In 2020, the Campaign will increase its efforts to amplify the voices of women workers in the informal economy while continuing to call for the ratification of ILO Convention 190 and to end all forms of GBV in private and public spaces. This year we’re participating by sharing ways that men can help prevent gender-based violence and advance gender equality. Check out our list below, share out the graphics, and follow us on Facebook and Twitter to join the dialogue.
How can men help prevent gender-based violence and advance gender equality?
1. Create safe spaces for children, from the home to the school system and beyond. Results from studies across 24 of 27 countries reveal that exposure to violence and trauma – whether in childhood or in the context of conflict – is linked to men’s use of violence against their intimate partners.

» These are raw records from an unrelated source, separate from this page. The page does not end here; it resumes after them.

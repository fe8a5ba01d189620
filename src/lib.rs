pub mod audit;
pub mod config;
pub mod db;
pub mod dto;
pub mod entity;
pub mod error;
pub mod mailer;
pub mod middleware;
pub mod models;
pub mod response;
pub mod routes;
pub mod services;
pub mod state;
pub mod token;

2. Get involved in childcare and form closer connections with your children from the beginning. Research finds that men’s greater involvement in care work can have benefits for women, children, and men themselves; and it can be linked with a reduction in rates of men’s violence against women.
3. Raise boys to break free from harmful stereotypes. Parents, educators, coaches, and policymakers all have a role to play in challenging the belief that for boys and men, violence is normal. The Global Boyhood Initiative shares action steps for parents to support the boys to be caring, connected allies.
4. As content creators, commit to inclusive storytelling and avoid common, harmful gender stereotypes. Media has the power to challenge harmful gender norms, including stereotypes that men are and/or should be inherently violent, stoic, and less competent parents.
5. Seek opportunities to really listen to women’s stories, acknowledge their experiences, and then inform other men. Thoughtful, sustainable change requires men to respond to calls for action in all areas of life: from home to work, and in public leadership.
6. Support comprehensive sexuality education that challenges harmful gender norms and relations. In the absence of informed, direct discussions between young people and adults about sex, pornography has become an important source of explicit information for boys and men. A meta-analysis of data shows a significant association between pornography use and attitudes supporting violence against women.
7. Donate to, fund, and support specialist women’s organizations and anti-violence services such as domestic violence helplines, refuges and shelters, and rape crisis centers. COVID-19 has exacerbated gender-based violence around the world, leading to major increases in demand for these services during lockdowns.
8. Participate in campaigns aiming to prevent violence against women, such as the White Ribbon Campaign. Pledge to never commit, condone, or remain silent about gender-based violence.
9. Remove barriers to women’s economic advancement and to positions of leadership. This will support greater equality – and may support safe reporting as well: A study in Rwanda found that women who are more economically empowered feel more secure to be able to disclose violence they have experienced.
10. Challenge harmful masculine norms that encourage violence among other men. Open up and talk with your friends, peers, and coworkers: call out sexist ideas, jokes, and language; reflect on the ways you have been raised, and how to continue to do better as allies for gender equality.